The Education Calculator is a tool that illustrates the true cost of college to your clients and creates the basis of a savings model. The numbers may seem straightforward, but the calculator allows you to factor in the yearly rate of increase in tuition and interest on student loans.

It is simple to toggle between student information or parent information, which illustrates the base cost and the amount needed to be saved by the parents.

The calculator can accommodate the information of up to ten children, making the total cost of education accessible from the beginning, rather than creating extra legwork for each child.
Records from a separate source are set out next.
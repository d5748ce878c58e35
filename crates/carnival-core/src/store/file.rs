//! File-backed store for the planner document.

use std::fs;
use std::path::{Path, PathBuf};
use std::sync::{Mutex, MutexGuard};

use thiserror::Error;

use super::types::{
    BlockKind, CarnivalEvent, Document, EventCategory, EventKind, EventStatus, MapBlock,
    MapPosition, Size,
};

/// Error type for store operations.
#[derive(Debug, Error)]
pub enum StoreError {
    /// IO error reading or writing the data file.
    #[error("IO error: {0}")]
    Io(#[from] std::io::Error),
    /// The data file exists but holds malformed JSON.
    #[error("JSON error: {0}")]
    Json(#[from] serde_json::Error),
}

/// Single-owner handle to the persisted document.
///
/// The internal mutex serializes the raw file read and the raw file write
/// individually, not a whole load-mutate-save cycle. Two concurrent callers
/// can interleave between `load` and `save`, so the last writer wins; this
/// matches the behavior of the original planner backend.
pub struct Store {
    path: PathBuf,
    lock: Mutex<()>,
}

impl Store {
    /// Create a handle for the document at `path`. No I/O happens until the
    /// first `load` or `save`.
    pub fn new(path: impl Into<PathBuf>) -> Self {
        Self {
            path: path.into(),
            lock: Mutex::new(()),
        }
    }

    /// Path of the underlying data file.
    pub fn path(&self) -> &Path {
        &self.path
    }

    /// Read the full document from disk.
    ///
    /// A missing file means first run: the seed document is written and
    /// returned. A file that exists but fails to parse is an error, never a
    /// re-seed.
    pub fn load(&self) -> Result<Document, StoreError> {
        if !self.path.exists() {
            let doc = seed_document();
            self.save(&doc)?;
            log::info!("seeded new data file at {}", self.path.display());
            return Ok(doc);
        }

        let contents = {
            let _guard = self.acquire();
            fs::read_to_string(&self.path)?
        };
        Ok(serde_json::from_str(&contents)?)
    }

    /// Serialize the full document and overwrite the data file.
    ///
    /// Writes to a temp file and renames it into place.
    pub fn save(&self, doc: &Document) -> Result<(), StoreError> {
        let json = serde_json::to_string_pretty(doc)?;

        let _guard = self.acquire();
        if let Some(parent) = self.path.parent() {
            if !parent.as_os_str().is_empty() {
                fs::create_dir_all(parent)?;
            }
        }
        let temp_path = self.path.with_extension("json.tmp");
        fs::write(&temp_path, &json)?;
        fs::rename(&temp_path, &self.path)?;

        Ok(())
    }

    fn acquire(&self) -> MutexGuard<'_, ()> {
        // A poisoned lock only means another thread panicked mid-I/O; the
        // guard data is (), so recover and continue.
        self.lock.lock().unwrap_or_else(|e| e.into_inner())
    }
}

/// The document written on first run: one constant event and one wall block.
fn seed_document() -> Document {
    Document {
        events: vec![CarnivalEvent {
            id: "1".to_string(),
            title: "Face Painting Station".to_string(),
            description:
                "Get your face painted with amazing designs! Professional artists available."
                    .to_string(),
            scheduled_time: String::new(),
            duration: 120,
            location: "Main Tent A".to_string(),
            participants: 25,
            ticket_cost: "3".to_string(),
            category: EventCategory::Activity,
            status: EventStatus::Upcoming,
            event_type: EventKind::Constant,
            map_position: Some(MapPosition { x: 20.0, y: 30.0 }),
        }],
        map_blocks: vec![MapBlock {
            id: "block-1".to_string(),
            kind: BlockKind::Wall,
            label: "North Wall".to_string(),
            position: MapPosition { x: 10.0, y: 5.0 },
            size: Size {
                width: 80.0,
                height: 3.0,
            },
        }],
    }
}

// ============================================================================
// TESTS
// ============================================================================
//! Field-level validation errors.
//!
//! Every entity payload is checked by an explicit validation pass that
//! collects *all* failing fields, not just the first one. Handlers run the
//! pass before touching the store, so a rejected payload never mutates the
//! persisted document.

use serde::Serialize;

/// A single failing field with a human-readable reason.
#[derive(Debug, Clone, Serialize, PartialEq, Eq)]
pub struct FieldError {
    /// JSON field name as it appears on the wire (camelCase).
    pub field: &'static str,
    /// What was wrong with the value.
    pub message: String,
}

/// Accumulated validation failures for one payload.
#[derive(Debug, Clone, Default, Serialize, PartialEq, Eq)]
pub struct ValidationError {
    pub errors: Vec<FieldError>,
}

impl ValidationError {
    pub fn new() -> Self {
        Self::default()
    }

    /// Record a failing field.
    pub fn push(&mut self, field: &'static str, message: impl Into<String>) {
        self.errors.push(FieldError {
            field,
            message: message.into(),
        });
    }

    pub fn is_empty(&self) -> bool {
        self.errors.is_empty()
    }

    /// Ok if nothing failed, otherwise the collected errors.
    pub fn into_result(self) -> Result<(), ValidationError> {
        if self.errors.is_empty() {
            Ok(())
        } else {
            Err(self)
        }
    }
}

impl std::fmt::Display for ValidationError {
    fn fmt(&self, f: &mut std::fmt::Formatter<'_>) -> std::fmt::Result {
        write!(f, "validation failed: ")?;
        for (i, err) in self.errors.iter().enumerate() {
            if i > 0 {
                write!(f, "; ")?;
            }
            write!(f, "{}: {}", err.field, err.message)?;
        }
        Ok(())
    }
}

impl std::error::Error for ValidationError {}

/// Parse an enum-valued field, recording a failure when the value is not in
/// the allowed set. Returns None exactly when an error was recorded.
pub(crate) fn parse_choice<T>(
    errors: &mut ValidationError,
    field: &'static str,
    value: &str,
    parse: fn(&str) -> Option<T>,
    allowed: &[&str],
) -> Option<T> {
    match parse(value) {
        Some(parsed) => Some(parsed),
        None => {
            errors.push(
                field,
                format!("unknown value {:?}, expected one of: {}", value, allowed.join(", ")),
            );
            None
        }
    }
}
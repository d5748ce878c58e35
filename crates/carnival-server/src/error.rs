//! Mapping from domain failures to HTTP responses.

use axum::http::StatusCode;
use axum::response::{IntoResponse, Json, Response};
use serde_json::json;

use carnival_core::{StoreError, ValidationError};

/// Everything a handler can fail with.
///
/// Bodies follow the `{"detail": ...}` shape the planner frontend already
/// expects: a string for not-found and storage failures, an array of
/// field errors for validation failures.
#[derive(Debug)]
pub enum ApiError {
    /// Payload failed the explicit validation pass (422).
    Validation(ValidationError),
    /// The targeted id is absent from its collection (404).
    NotFound(&'static str),
    /// I/O or corrupt persisted data (500).
    Store(StoreError),
}

impl From<ValidationError> for ApiError {
    fn from(err: ValidationError) -> Self {
        ApiError::Validation(err)
    }
}

impl From<StoreError> for ApiError {
    fn from(err: StoreError) -> Self {
        ApiError::Store(err)
    }
}

impl IntoResponse for ApiError {
    fn into_response(self) -> Response {
        match self {
            ApiError::Validation(err) => {
                log::debug!("rejected payload: {}", err);
                (
                    StatusCode::UNPROCESSABLE_ENTITY,
                    Json(json!({ "detail": err.errors })),
                )
            }
            ApiError::NotFound(detail) => {
                (StatusCode::NOT_FOUND, Json(json!({ "detail": detail })))
            }
            ApiError::Store(err) => {
                log::error!("store failure: {}", err);
                (
                    StatusCode::INTERNAL_SERVER_ERROR,
                    Json(json!({ "detail": err.to_string() })),
                )
            }
        }
        .into_response()
    }
}

// ============================================================================
// TESTS
// ============================================================================
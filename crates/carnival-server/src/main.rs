//! HTTP API server for the carnival planner.
//!
//! Serves the planner document over REST: events, map blocks, and bulk
//! read/replace of the whole store. State lives in one JSON file on disk.

mod error;
mod routes;
mod state;

use std::net::SocketAddr;
use std::path::PathBuf;

use clap::Parser;

use carnival_core::Store;
use state::AppState;

#[derive(Parser)]
#[command(name = "carnival-server", about = "HTTP API for the carnival planner")]
struct Args {
    /// Address to bind.
    #[arg(long, default_value = "127.0.0.1")]
    host: String,

    /// Port to listen on.
    #[arg(long, default_value_t = 8001)]
    port: u16,

    /// Path to the JSON data file.
    #[arg(long, default_value = "data.json")]
    data_file: PathBuf,
}

#[tokio::main]
async fn main() {
    env_logger::Builder::from_env(env_logger::Env::default().default_filter_or("info")).init();
    let args = Args::parse();

    let state = AppState::shared(Store::new(&args.data_file));
    let app = routes::router(state);

    let addr: SocketAddr = match format!("{}:{}", args.host, args.port).parse() {
        Ok(addr) => addr,
        Err(e) => {
            log::error!("invalid address {}:{}: {}", args.host, args.port, e);
            std::process::exit(1);
        }
    };

    let listener = match tokio::net::TcpListener::bind(addr).await {
        Ok(listener) => listener,
        Err(e) => {
            log::error!("failed to bind {}: {}", addr, e);
            std::process::exit(1);
        }
    };

    log::info!(
        "carnival planner API listening on http://{} (data file: {})",
        addr,
        args.data_file.display()
    );

    axum::serve(listener, app)
        .with_graceful_shutdown(shutdown_signal())
        .await
        .ok();
}

async fn shutdown_signal() {
    tokio::signal::ctrl_c().await.ok();
    log::info!("shutting down");
}
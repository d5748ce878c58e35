//! Persistence layer for the planner document.
//!
//! # Overview
//!
//! All planner state lives in one JSON file:
//!
//! ```text
//! data.json
//! ├── events        # Scheduled and constant carnival events
//! └── mapBlocks     # Map layout blocks (walls, booths, stages, entrances)
//! ```
//!
//! The whole document is the unit of persistence: every request re-reads it
//! from disk, mutates its in-memory copy, and writes the whole thing back.
//! There is no in-memory cache between requests.
//!
//! # Design Principles
//!
//! ## Atomic Writes
//!
//! Saves use write-then-rename to prevent corruption:
//!
//! 1. Write to `data.json.tmp`
//! 2. Rename to `data.json` (atomic on Unix)
//!
//! ## Seeding
//!
//! The first load against a missing file writes a seed document with one
//! example event and one example block. A file that later becomes empty
//! through deletions is never re-seeded.

mod file;
mod types;

pub mod blocks;
pub mod events;

pub use file::{Store, StoreError};
pub use types::{
    BlockKind, CarnivalEvent, Document, EventCategory, EventKind, EventStatus, MapBlock,
    MapPosition, Size,
};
Loan and grant information may also be entered, which is helpful in demonstrating the impact of scholarships and grants on a tuition cost—and the financial consequences that can accompany a loan.
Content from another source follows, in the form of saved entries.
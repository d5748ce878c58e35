//! Persisted data types.
//!
//! The JSON shape mirrors the documents written by the original planner:
//! camelCase keys, two top-level arrays, no versioning field. Existing data
//! files must deserialize as-is.

use serde::{Deserialize, Serialize};

// ============================================================================
// Document
// ============================================================================

/// The root document holding both collections.
///
/// Insertion order is preserved and meaningful for list responses.
#[derive(Debug, Clone, Default, PartialEq, Serialize, Deserialize)]
#[serde(rename_all = "camelCase")]
pub struct Document {
    #[serde(default)]
    pub events: Vec<CarnivalEvent>,

    #[serde(default)]
    pub map_blocks: Vec<MapBlock>,
}

// ============================================================================
// Events
// ============================================================================

/// A scheduled or constant carnival event.
#[derive(Debug, Clone, PartialEq, Serialize, Deserialize)]
#[serde(rename_all = "camelCase")]
pub struct CarnivalEvent {
    /// Unique identifier, immutable after creation.
    pub id: String,

    pub title: String,

    pub description: String,

    /// Free-form time string; not validated as a timestamp.
    pub scheduled_time: String,

    /// Duration in minutes.
    pub duration: i64,

    pub location: String,

    pub participants: i64,

    /// Kept as a string on the wire ("3", "free", ...).
    pub ticket_cost: String,

    pub category: EventCategory,

    /// Defaults to upcoming on creation, caller-controlled afterward.
    pub status: EventStatus,

    #[serde(default)]
    pub event_type: EventKind,

    /// Position on the carnival map, if the event is placed.
    #[serde(default)]
    pub map_position: Option<MapPosition>,
}

/// What kind of attraction an event is.
#[derive(Debug, Clone, Copy, PartialEq, Eq, Serialize, Deserialize)]
#[serde(rename_all = "lowercase")]
pub enum EventCategory {
    Game,
    Performance,
    Food,
    Activity,
    Contest,
}

impl EventCategory {
    pub const ALLOWED: &'static [&'static str] =
        &["game", "performance", "food", "activity", "contest"];

    pub fn parse(value: &str) -> Option<Self> {
        match value {
            "game" => Some(Self::Game),
            "performance" => Some(Self::Performance),
            "food" => Some(Self::Food),
            "activity" => Some(Self::Activity),
            "contest" => Some(Self::Contest),
            _ => None,
        }
    }
}

/// Lifecycle status, set by callers after creation.
#[derive(Debug, Clone, Copy, PartialEq, Eq, Serialize, Deserialize)]
#[serde(rename_all = "lowercase")]
pub enum EventStatus {
    Upcoming,
    Active,
    Completed,
}

impl EventStatus {
    pub const ALLOWED: &'static [&'static str] = &["upcoming", "active", "completed"];

    pub fn parse(value: &str) -> Option<Self> {
        match value {
            "upcoming" => Some(Self::Upcoming),
            "active" => Some(Self::Active),
            "completed" => Some(Self::Completed),
            _ => None,
        }
    }
}

/// Whether an event runs at a scheduled time or all day.
#[derive(Debug, Clone, Copy, Default, PartialEq, Eq, Serialize, Deserialize)]
#[serde(rename_all = "lowercase")]
pub enum EventKind {
    #[default]
    Scheduled,
    Constant,
}

impl EventKind {
    pub const ALLOWED: &'static [&'static str] = &["scheduled", "constant"];

    pub fn parse(value: &str) -> Option<Self> {
        match value {
            "scheduled" => Some(Self::Scheduled),
            "constant" => Some(Self::Constant),
            _ => None,
        }
    }
}

// ============================================================================
// Map Blocks
// ============================================================================

/// A block on the carnival map layout.
#[derive(Debug, Clone, PartialEq, Serialize, Deserialize)]
#[serde(rename_all = "camelCase")]
pub struct MapBlock {
    /// Unique identifier; generated ids carry a `block-` prefix.
    pub id: String,

    #[serde(rename = "type")]
    pub kind: BlockKind,

    pub label: String,

    pub position: MapPosition,

    pub size: Size,
}

#[derive(Debug, Clone, Copy, PartialEq, Eq, Serialize, Deserialize)]
#[serde(rename_all = "lowercase")]
pub enum BlockKind {
    Wall,
    Booth,
    Stage,
    Entrance,
}

impl BlockKind {
    pub const ALLOWED: &'static [&'static str] = &["wall", "booth", "stage", "entrance"];

    pub fn parse(value: &str) -> Option<Self> {
        match value {
            "wall" => Some(Self::Wall),
            "booth" => Some(Self::Booth),
            "stage" => Some(Self::Stage),
            "entrance" => Some(Self::Entrance),
            _ => None,
        }
    }
}

/// A point on the map, in map units.
#[derive(Debug, Clone, Copy, PartialEq, Serialize, Deserialize)]
pub struct MapPosition {
    pub x: f64,
    pub y: f64,
}

/// Block dimensions, in map units.
#[derive(Debug, Clone, Copy, PartialEq, Serialize, Deserialize)]
pub struct Size {
    pub width: f64,
    pub height: f64,
}

// ============================================================================
// TESTS
// ============================================================================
A helpful illustration to parents and children alike is to plug in the tuition information without including the rate of increase, to show the effects of inflation and how tuition can carry some “hidden” costs.  The calculator demonstrates these numbers in easy-to-comprehend charts that compare the values against each other.

The calculator automatically translates the sum into the client’s assets as of the present day, which can be a helpful tool in demonstrating savings.
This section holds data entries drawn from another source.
//! HTTP route handlers for the planner API.
//!
//! Every mutating handler follows the same shape: load the full document,
//! locate and validate, apply, save the full document, return the result.
//! Nothing is cached between requests; the data file is the only state.

use axum::{
    extract::{Path, State},
    response::Json,
    routing::{get, patch},
    Router,
};
use serde_json::{json, Value};
use tower_http::cors::{Any, CorsLayer};

use carnival_core::ids;
use carnival_core::store::blocks::{self, BlockCreate, BlockUpdate};
use carnival_core::store::events::{self, EventCreate, EventUpdate};
use carnival_core::{CarnivalEvent, Document, MapBlock};

use crate::error::ApiError;
use crate::state::SharedState;

/// Build the router with all API routes and a permissive CORS layer.
pub fn router(state: SharedState) -> Router {
    Router::new()
        .route("/health", get(health))
        .route("/store", get(get_store).put(replace_store))
        .route("/events", get(list_events).post(create_event))
        .route("/events/{id}", patch(update_event).delete(delete_event))
        .route("/map-blocks", get(list_blocks).post(create_block))
        .route("/map-blocks/{id}", patch(update_block).delete(delete_block))
        .layer(
            CorsLayer::new()
                .allow_origin(Any)
                .allow_methods(Any)
                .allow_headers(Any),
        )
        .with_state(state)
}

async fn health() -> Json<Value> {
    Json(json!({ "ok": true }))
}

// ============================================================================
// STORE
// ============================================================================

async fn get_store(State(state): State<SharedState>) -> Result<Json<Document>, ApiError> {
    Ok(Json(state.store.load()?))
}

/// Replace the whole document unconditionally.
///
/// This bypasses per-entity validation: anything that satisfies the
/// document's field types is committed, duplicate ids included.
async fn replace_store(
    State(state): State<SharedState>,
    Json(doc): Json<Document>,
) -> Result<Json<Document>, ApiError> {
    state.store.save(&doc)?;
    Ok(Json(doc))
}

// ============================================================================
// EVENTS
// ============================================================================

async fn list_events(State(state): State<SharedState>) -> Result<Json<Vec<CarnivalEvent>>, ApiError> {
    Ok(Json(state.store.load()?.events))
}

async fn create_event(
    State(state): State<SharedState>,
    Json(payload): Json<EventCreate>,
) -> Result<Json<CarnivalEvent>, ApiError> {
    let mut doc = state.store.load()?;
    let event = payload.into_event(ids::new_event_id())?;
    log::debug!("creating event {}", event.id);
    doc.events.push(event.clone());
    state.store.save(&doc)?;
    Ok(Json(event))
}

async fn update_event(
    State(state): State<SharedState>,
    Path(id): Path<String>,
    Json(payload): Json<EventUpdate>,
) -> Result<Json<CarnivalEvent>, ApiError> {
    let mut doc = state.store.load()?;
    let event = events::find_event_mut(&mut doc, &id).ok_or(ApiError::NotFound("Event not found"))?;
    payload.apply_to(event)?;
    let updated = event.clone();
    state.store.save(&doc)?;
    Ok(Json(updated))
}

async fn delete_event(
    State(state): State<SharedState>,
    Path(id): Path<String>,
) -> Result<Json<Value>, ApiError> {
    let mut doc = state.store.load()?;
    if !events::remove_event(&mut doc, &id) {
        return Err(ApiError::NotFound("Event not found"));
    }
    state.store.save(&doc)?;
    Ok(Json(json!({ "ok": true })))
}

// ============================================================================
// MAP BLOCKS
// ============================================================================

async fn list_blocks(State(state): State<SharedState>) -> Result<Json<Vec<MapBlock>>, ApiError> {
    Ok(Json(state.store.load()?.map_blocks))
}

async fn create_block(
    State(state): State<SharedState>,
    Json(payload): Json<BlockCreate>,
) -> Result<Json<MapBlock>, ApiError> {
    let mut doc = state.store.load()?;
    let block = payload.into_block(ids::new_block_id())?;
    log::debug!("creating block {}", block.id);
    doc.map_blocks.push(block.clone());
    state.store.save(&doc)?;
    Ok(Json(block))
}

async fn update_block(
    State(state): State<SharedState>,
    Path(id): Path<String>,
    Json(payload): Json<BlockUpdate>,
) -> Result<Json<MapBlock>, ApiError> {
    let mut doc = state.store.load()?;
    let block = blocks::find_block_mut(&mut doc, &id).ok_or(ApiError::NotFound("Block not found"))?;
    payload.apply_to(block)?;
    let updated = block.clone();
    state.store.save(&doc)?;
    Ok(Json(updated))
}

async fn delete_block(
    State(state): State<SharedState>,
    Path(id): Path<String>,
) -> Result<Json<Value>, ApiError> {
    let mut doc = state.store.load()?;
    if !blocks::remove_block(&mut doc, &id) {
        return Err(ApiError::NotFound("Block not found"));
    }
    state.store.save(&doc)?;
    Ok(Json(json!({ "ok": true })))
}

// ============================================================================
// TESTS
// ============================================================================

#[cfg(test)]
mod tests {
    use super::*;
    use crate::state::AppState;

    use axum::body::Body;
    use axum::http::{header, Method, Request, StatusCode};
    use carnival_core::Store;
    use tempfile::{tempdir, TempDir};
    use tower::ServiceExt;

    fn test_app() -> (TempDir, Router) {
        let dir = tempdir().unwrap();
        let store = Store::new(dir.path().join("data.json"));
        let app = router(AppState::shared(store));
        (dir, app)
    }

    async fn send(app: &Router, method: Method, uri: &str, body: Option<Value>) -> (StatusCode, Value) {
        let request = match body {
            Some(value) => Request::builder()
                .method(method)
                .uri(uri)
                .header(header::CONTENT_TYPE, "application/json")
                .body(Body::from(value.to_string()))
                .unwrap(),
            None => Request::builder()
                .method(method)
                .uri(uri)
                .body(Body::empty())
                .unwrap(),
        };

        let response = app.clone().oneshot(request).await.unwrap();
        let status = response.status();
        let bytes = axum::body::to_bytes(response.into_body(), usize::MAX)
            .await
            .unwrap();
        let value = if bytes.is_empty() {
            Value::Null
        } else {
            serde_json::from_slice(&bytes).unwrap()
        };
        (status, value)
    }

    fn event_payload() -> Value {
        json!({
            "title": "Ring Toss",
            "description": "Classic ring toss",
            "scheduledTime": "14:00",
            "duration": 60,
            "location": "Midway",
            "participants": 10,
            "ticketCost": "2",
            "category": "game"
        })
    }

    #[tokio::test]
    async fn health_returns_ok() {
        let (_dir, app) = test_app();
        let (status, body) = send(&app, Method::GET, "/health", None).await;
        assert_eq!(status, StatusCode::OK);
        assert_eq!(body, json!({ "ok": true }));
    }

    #[tokio::test]
    async fn first_store_read_returns_seed() {
        let (_dir, app) = test_app();
        let (status, body) = send(&app, Method::GET, "/store", None).await;

        assert_eq!(status, StatusCode::OK);
        assert_eq!(body["events"].as_array().unwrap().len(), 1);
        assert_eq!(body["events"][0]["id"], "1");
        assert_eq!(body["events"][0]["eventType"], "constant");
        assert_eq!(body["mapBlocks"].as_array().unwrap().len(), 1);
        assert_eq!(body["mapBlocks"][0]["id"], "block-1");
        assert_eq!(body["mapBlocks"][0]["type"], "wall");
    }

    #[tokio::test]
    async fn replace_store_commits_payload_verbatim() {
        let (_dir, app) = test_app();

        // Duplicate ids are deliberately accepted here.
        let doc = json!({
            "events": [],
            "mapBlocks": [
                {"id": "block-x", "type": "booth", "label": "A",
                 "position": {"x": 0.0, "y": 0.0}, "size": {"width": 1.0, "height": 1.0}},
                {"id": "block-x", "type": "booth", "label": "B",
                 "position": {"x": 0.0, "y": 0.0}, "size": {"width": 1.0, "height": 1.0}}
            ]
        });
        let (status, body) = send(&app, Method::PUT, "/store", Some(doc.clone())).await;
        assert_eq!(status, StatusCode::OK);
        assert_eq!(body["mapBlocks"].as_array().unwrap().len(), 2);

        let (_, stored) = send(&app, Method::GET, "/store", None).await;
        assert_eq!(stored["events"].as_array().unwrap().len(), 0);
        assert_eq!(stored["mapBlocks"].as_array().unwrap().len(), 2);
    }

    #[tokio::test]
    async fn create_event_generates_id_and_status() {
        let (_dir, app) = test_app();
        let (status, body) = send(&app, Method::POST, "/events", Some(event_payload())).await;

        assert_eq!(status, StatusCode::OK);
        assert_eq!(body["status"], "upcoming");
        assert_eq!(body["eventType"], "scheduled");
        let id = body["id"].as_str().unwrap();
        assert_ne!(id, "1");
        assert_eq!(id.len(), 12);

        let (_, listed) = send(&app, Method::GET, "/events", None).await;
        let ids: Vec<_> = listed
            .as_array()
            .unwrap()
            .iter()
            .map(|e| e["id"].as_str().unwrap().to_string())
            .collect();
        assert!(ids.contains(&id.to_string()));
    }

    #[tokio::test]
    async fn create_event_rejects_bad_category() {
        let (_dir, app) = test_app();
        let (_, before) = send(&app, Method::GET, "/events", None).await;

        let mut payload = event_payload();
        payload["category"] = json!("invalid");
        let (status, body) = send(&app, Method::POST, "/events", Some(payload)).await;

        assert_eq!(status, StatusCode::UNPROCESSABLE_ENTITY);
        assert_eq!(body["detail"][0]["field"], "category");

        let (_, after) = send(&app, Method::GET, "/events", None).await;
        assert_eq!(
            before.as_array().unwrap().len(),
            after.as_array().unwrap().len()
        );
    }

    #[tokio::test]
    async fn patch_event_preserves_untouched_fields() {
        let (_dir, app) = test_app();
        let (_, created) = send(&app, Method::POST, "/events", Some(event_payload())).await;
        let id = created["id"].as_str().unwrap();

        let (status, body) = send(
            &app,
            Method::PATCH,
            &format!("/events/{}", id),
            Some(json!({ "duration": 90 })),
        )
        .await;

        assert_eq!(status, StatusCode::OK);
        assert_eq!(body["duration"], 90);
        assert_eq!(body["title"], "Ring Toss");
        assert_eq!(body["location"], "Midway");
        assert_eq!(body["status"], "upcoming");
    }

    #[tokio::test]
    async fn patch_event_missing_id_is_404() {
        let (_dir, app) = test_app();
        let (status, body) = send(
            &app,
            Method::PATCH,
            "/events/nope",
            Some(json!({ "duration": 90 })),
        )
        .await;

        assert_eq!(status, StatusCode::NOT_FOUND);
        assert_eq!(body["detail"], "Event not found");
    }

    #[tokio::test]
    async fn delete_event_missing_id_never_mutates() {
        let (_dir, app) = test_app();
        let (_, before) = send(&app, Method::GET, "/events", None).await;

        for _ in 0..2 {
            let (status, body) = send(&app, Method::DELETE, "/events/nope", None).await;
            assert_eq!(status, StatusCode::NOT_FOUND);
            assert_eq!(body["detail"], "Event not found");
        }

        let (_, after) = send(&app, Method::GET, "/events", None).await;
        assert_eq!(before, after);
    }

    #[tokio::test]
    async fn delete_event_removes_it() {
        let (_dir, app) = test_app();
        let (status, body) = send(&app, Method::DELETE, "/events/1", None).await;

        assert_eq!(status, StatusCode::OK);
        assert_eq!(body, json!({ "ok": true }));

        let (_, listed) = send(&app, Method::GET, "/events", None).await;
        assert!(listed.as_array().unwrap().is_empty());
    }

    #[tokio::test]
    async fn block_lifecycle_end_to_end() {
        let (_dir, app) = test_app();

        let (status, created) = send(
            &app,
            Method::POST,
            "/map-blocks",
            Some(json!({
                "type": "stage",
                "label": "Main Stage",
                "position": {"x": 50, "y": 50},
                "size": {"width": 20, "height": 10}
            })),
        )
        .await;
        assert_eq!(status, StatusCode::OK);
        let id = created["id"].as_str().unwrap().to_string();
        assert!(id.starts_with("block-"));
        assert_ne!(id, "block-1");

        let (_, listed) = send(&app, Method::GET, "/map-blocks", None).await;
        assert!(listed
            .as_array()
            .unwrap()
            .iter()
            .any(|b| b["id"] == id.as_str()));

        let (status, body) =
            send(&app, Method::DELETE, &format!("/map-blocks/{}", id), None).await;
        assert_eq!(status, StatusCode::OK);
        assert_eq!(body, json!({ "ok": true }));

        let (_, listed) = send(&app, Method::GET, "/map-blocks", None).await;
        assert!(!listed
            .as_array()
            .unwrap()
            .iter()
            .any(|b| b["id"] == id.as_str()));
    }

    #[tokio::test]
    async fn patch_block_updates_supplied_fields() {
        let (_dir, app) = test_app();
        let (status, body) = send(
            &app,
            Method::PATCH,
            "/map-blocks/block-1",
            Some(json!({ "label": "South Wall" })),
        )
        .await;

        assert_eq!(status, StatusCode::OK);
        assert_eq!(body["label"], "South Wall");
        assert_eq!(body["type"], "wall");
        assert_eq!(body["position"], json!({"x": 10.0, "y": 5.0}));
    }

    #[tokio::test]
    async fn patch_block_missing_id_is_404() {
        let (_dir, app) = test_app();
        let (status, body) = send(
            &app,
            Method::PATCH,
            "/map-blocks/nope",
            Some(json!({ "label": "x" })),
        )
        .await;

        assert_eq!(status, StatusCode::NOT_FOUND);
        assert_eq!(body["detail"], "Block not found");
    }

    #[tokio::test]
    async fn cors_allows_any_origin() {
        let (_dir, app) = test_app();
        let request = Request::builder()
            .method(Method::GET)
            .uri("/health")
            .header(header::ORIGIN, "http://example.com")
            .body(Body::empty())
            .unwrap();

        let response = app.clone().oneshot(request).await.unwrap();
        assert_eq!(
            response
                .headers()
                .get(header::ACCESS_CONTROL_ALLOW_ORIGIN)
                .map(|v| v.to_str().unwrap()),
            Some("*")
        );
    }
}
When you plug in the value of today’s dollar into the present value field, you can see the lifelong impact and costs of education. For some, the information is better understood in detail rather than with a chart. The calculator makes it simple to toggle between the two.

When working with your client, you may also consider using in tandem with the payment calculator, in order to break down the monthly cost of a loan or show the opportunity cost of college by plugging their numbers into the future value calculator. The information displayed through the education calculator can be a large sum to wrap one’s head around, so take care with your client while showing them the true cost of an education.

Values that should be taken away from this demonstration are the value of honoring education, the importance of a student putting significant thought into their future, and the imperative of saving.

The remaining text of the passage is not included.